Personal information
- Born: September 3, 1990 (age 35) London, England
- Listed height: 5 ft 10 in (1.78 m)
- Listed weight: 185 lb (84 kg)

Career information
- College: New Mexico Highlands

Career history
- 2013: Cleveland Browns*
- 2014: Orlando Predators
- 2014–2016: Ottawa Redblacks
- 2017: Hamilton Tiger-Cats
- 2018–2019: Toronto Argonauts
- 2020–2023: Ottawa Redblacks
- * Offseason or practice squad member only

Awards and highlights
- Grey Cup champion (2016); CFL All-Star (2015); 2× CFL East All-Star (2015, 2016);
- Stats at CFL.ca

= Abdul Kanneh =

English gridiron football player (born 1990)

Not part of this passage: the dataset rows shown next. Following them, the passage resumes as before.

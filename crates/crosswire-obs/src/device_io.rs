use std::sync::atomic::{AtomicBool, Ordering};
use std::sync::Arc;

use atomic_float::AtomicF32;
use parking_lot::Mutex;

use crosswire_rt::AudioBuffer;
use crosswire_server::{AudioClient, AudioServer, ClientState, Direction};

/// Frames one host block may carry; scratch is sized for this up front.
const MAX_HOST_BLOCK: usize = 4096;

/// One routing filter instance: pulls its subscribed device inputs into
/// the host's audio, pushes the result to its subscribed device outputs.
///
/// `process` is host-audio-thread safe; everything else is control-path.
pub struct DeviceIo {
    client: AudioClient,
    gain_db: AtomicF32,
    bypass: AtomicBool,
    visible: AtomicBool,
    scratch: Mutex<AudioBuffer>,
}

impl DeviceIo {
    pub fn new(server: &Arc<AudioServer>) -> Self {
        Self {
            client: server.register_client(ClientState::default(), 8192),
            gain_db: AtomicF32::new(0.0),
            bypass: AtomicBool::new(false),
            visible: AtomicBool::new(false),
            scratch: Mutex::new(AudioBuffer::new(2, MAX_HOST_BLOCK)),
        }
    }

    pub fn gain_db(&self) -> f32 {
        self.gain_db.load(Ordering::Acquire)
    }

    pub fn set_gain_db(&self, gain_db: f32) {
        self.gain_db.store(gain_db, Ordering::Release);
    }

    pub fn bypass(&self) -> bool {
        self.bypass.load(Ordering::Acquire)
    }

    pub fn set_bypass(&self, bypass: bool) {
        self.bypass.store(bypass, Ordering::Release);
    }

    /// Replaces the device subscriptions and grows the pull scratch to the
    /// new input width.
    pub fn set_subscriptions(&self, state: ClientState) {
        let inputs = state.inputs.len();
        self.client.set_subscriptions(state);
        self.scratch.lock().ensure_capacity(inputs.max(1), MAX_HOST_BLOCK);
    }

    pub fn subscriptions(&self) -> ClientState {
        self.client.subscriptions()
    }

    /// One host block, in place on `buffer`: device inputs are summed in
    /// at the configured gain, then the mixed signal feeds the device
    /// outputs.
    pub fn process(&self, buffer: &mut AudioBuffer, frames: usize, sample_rate: f64) {
        if self.bypass.load(Ordering::Acquire) {
            return;
        }
        let frames = frames.min(MAX_HOST_BLOCK);

        {
            // Contended only while set_subscriptions grows the scratch.
            if let Some(mut scratch) = self.scratch.try_lock() {
                let subs = self.client.input_subscription_count();
                if subs > 0 && subs <= scratch.channel_count() && frames <= scratch.len() {
                    self.client.pull_subscribed_inputs(&mut scratch, frames, sample_rate);
                    let gain = db_to_lin(self.gain_db.load(Ordering::Acquire));
                    buffer.add_from_with_gain(&scratch, frames, gain);
                }
            }
        }

        self.client.push_subscribed_outputs(buffer, frames, sample_rate);
    }

    /// Serialises gain, bypass, and the subscription set.
    pub fn get_state(&self) -> String {
        let state = self.client.subscriptions();
        format!(
            "gain_db={}\nbypass={}\nsubs={}",
            self.gain_db.load(Ordering::Acquire),
            u8::from(self.bypass.load(Ordering::Acquire)),
            state.serialize()
        )
    }

    /// Applies a state string produced by [`DeviceIo::get_state`].
    /// Unknown lines are ignored; malformed values keep their defaults.
    pub fn set_state(&self, state: &str) -> anyhow::Result<()> {
        for line in state.lines() {
            let Some((key, value)) = line.split_once('=') else {
                continue;
            };
            match key {
                "gain_db" => {
                    if let Ok(gain) = value.parse::<f32>() {
                        self.gain_db.store(gain, Ordering::Release);
                    }
                }
                "bypass" => {
                    self.bypass.store(value == "1", Ordering::Release);
                }
                "subs" => {
                    self.set_subscriptions(ClientState::deserialize(value));
                }
                other => {
                    tracing::debug!(key = other, "ignoring unknown state key");
                }
            }
        }
        Ok(())
    }

    /// Editor visibility hook from the host; routing keeps running either
    /// way.
    pub fn set_visible(&self, visible: bool) {
        self.visible.store(visible, Ordering::Release);
    }

    pub fn is_visible(&self) -> bool {
        self.visible.load(Ordering::Acquire)
    }

    /// The configurable properties the host shell renders.
    pub fn properties() -> Vec<PropertySpec> {
        vec![
            PropertySpec {
                name: "gain_db",
                kind: PropertyKind::Float {
                    min: -60.0,
                    max: 12.0,
                    step: 0.1,
                },
            },
            PropertySpec {
                name: "bypass",
                kind: PropertyKind::Bool,
            },
            PropertySpec {
                name: "input_subscriptions",
                kind: PropertyKind::DeviceChannels {
                    direction: Direction::Input,
                },
            },
            PropertySpec {
                name: "output_subscriptions",
                kind: PropertyKind::DeviceChannels {
                    direction: Direction::Output,
                },
            },
        ]
    }
}

#[derive(Debug, Clone, Copy, PartialEq)]
pub enum PropertyKind {
    Float { min: f32, max: f32, step: f32 },
    Bool,
    DeviceChannels { direction: Direction },
}

#[derive(Debug, Clone, Copy, PartialEq)]
pub struct PropertySpec {
    pub name: &'static str,
    pub kind: PropertyKind,
}

#[inline]
fn db_to_lin(db: f32) -> f32 {
    if db <= -90.0 {
        0.0
    } else {
        (10.0f32).powf(db * 0.05)
    }
}

#[cfg(test)]
mod tests {
    use super::*;
    use crosswire_server::testing::ManualBackend;
    use crosswire_server::{ChannelSubscription, DeviceBackend};

    fn server_with_device() -> (Arc<ManualBackend>, Arc<AudioServer>) {
        let backend = Arc::new(ManualBackend::new());
        backend.add_device("Test", "Dev", 4, 48_000.0, 128);
        let server = AudioServer::new(Arc::clone(&backend) as Arc<dyn DeviceBackend>);
        (backend, server)
    }

    fn sub_state() -> ClientState {
        ClientState {
            inputs: vec![ChannelSubscription::new("Test", "Dev", 0, Direction::Input)],
            outputs: vec![ChannelSubscription::new("Test", "Dev", 2, Direction::Output)],
        }
    }

    #[test]
    fn state_round_trips_semantically() {
        let (_backend, server) = server_with_device();
        let module = DeviceIo::new(&server);
        module.set_gain_db(-6.5);
        module.set_bypass(true);
        module.set_subscriptions(sub_state());

        let restored = DeviceIo::new(&server);
        restored.set_state(&module.get_state()).unwrap();

        assert_eq!(restored.gain_db(), -6.5);
        assert!(restored.bypass());
        assert_eq!(restored.subscriptions(), sub_state());
        assert_eq!(restored.get_state(), module.get_state());
    }

    #[test]
    fn bypass_leaves_host_audio_untouched() {
        let (_backend, server) = server_with_device();
        let module = DeviceIo::new(&server);
        module.set_subscriptions(sub_state());
        module.set_bypass(true);

        let mut buffer = AudioBuffer::new(2, 128);
        buffer.channel_mut(0).fill(0.5);
        module.process(&mut buffer, 128, 48_000.0);
        assert!(buffer.channel(0).iter().all(|s| (*s - 0.5).abs() < 1e-6));
    }

    #[test]
    fn pulled_input_is_mixed_at_gain() {
        let (backend, server) = server_with_device();
        let module = DeviceIo::new(&server);
        module.set_subscriptions(ClientState {
            inputs: vec![ChannelSubscription::new("Test", "Dev", 0, Direction::Input)],
            outputs: Vec::new(),
        });
        // -6.02 dB is a factor of 0.5.
        module.set_gain_db(-6.02);

        let mut device_in = AudioBuffer::new(4, 128);
        device_in.channel_mut(0).fill(0.8);
        let mut device_out = AudioBuffer::new(4, 128);
        backend.drive_block("Test|Dev", &device_in, &mut device_out, 128);
        server.run_maintenance_once();

        let mut buffer = AudioBuffer::new(2, 480);
        let mut best = 0.0f32;
        for i in 0..200 {
            backend.drive_block("Test|Dev", &device_in, &mut device_out, 128);
            if i % 4 == 3 {
                buffer.clear();
                module.process(&mut buffer, 480, 48_000.0);
                best = best.max(
                    buffer.channel(0)[..480]
                        .iter()
                        .fold(0.0f32, |a, s| a.max(s.abs())),
                );
            }
        }
        assert!(
            (best - 0.4).abs() < 0.05,
            "expected ~0.4 after -6 dB of 0.8, saw {best}"
        );
    }

    #[test]
    fn properties_cover_the_configurable_surface() {
        let names: Vec<&str> = DeviceIo::properties().iter().map(|p| p.name).collect();
        assert!(names.contains(&"gain_db"));
        assert!(names.contains(&"bypass"));
        assert!(names.contains(&"input_subscriptions"));
        assert!(names.contains(&"output_subscriptions"));
    }
}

Abdul Kanneh (born September 3, 1990) is an English professional Canadian football defensive back. He has played in the Canadian Football League (CFL) for the Ottawa RedBlacks, Hamilton Tiger-Cats, and Toronto Argonauts. He played college football at New Mexico Highlands University.

==Professional career==
===Cleveland Browns===
Kanneh was signed by the Cleveland Browns in 2013 as an undrafted free agent. He was later cut by the Browns during the 2013 training camp.

===Ottawa Redblacks (first stint)===
In 2014, Kanneh signed a contract with the Ottawa Redblacks of the CFL and played three years for the team, winning his first Grey Cup championship in 2016.

===Hamilton Tiger-Cats===
The Hamilton Tiger-Cats signed Kanneh to their roster in 2017, but his injury-plagued campaign led to him only dressing in seven games that year.

===Toronto Argonauts===
On the day of 2018 training camp cuts, on June 10, 2018, Kanneh was traded to the Toronto Argonauts for an eighth-round pick in the 2019 CFL draft. He played in 24 games for the Argonauts over two years, recording 95 defensive tackles, one sack, and one interception. He became a free agent in 2020.

===Ottawa Redblacks (second stint)===
Upon entering free agency, Kanneh signed with his original CFL team, the Redblacks, on February 11, 2020, to a one-year contract. He re-signed with Ottawa on January 25, 2021. Kanneh played in eight games for the Redblacks in 2021, contributing with 28 defensive tackles, three interceptions and one touchdown. Kanneh and Ottawa agreed to a contract extension on February 1, 2022.

Kanneh played in 12 regular season games in 2022 where he had 37 defensive tackles, two interceptions, and one forced fumble. In 2023, he again played in 12 regular season games and recorded 39 defensive tackles and one interception. He became a free agent on February 13, 2024.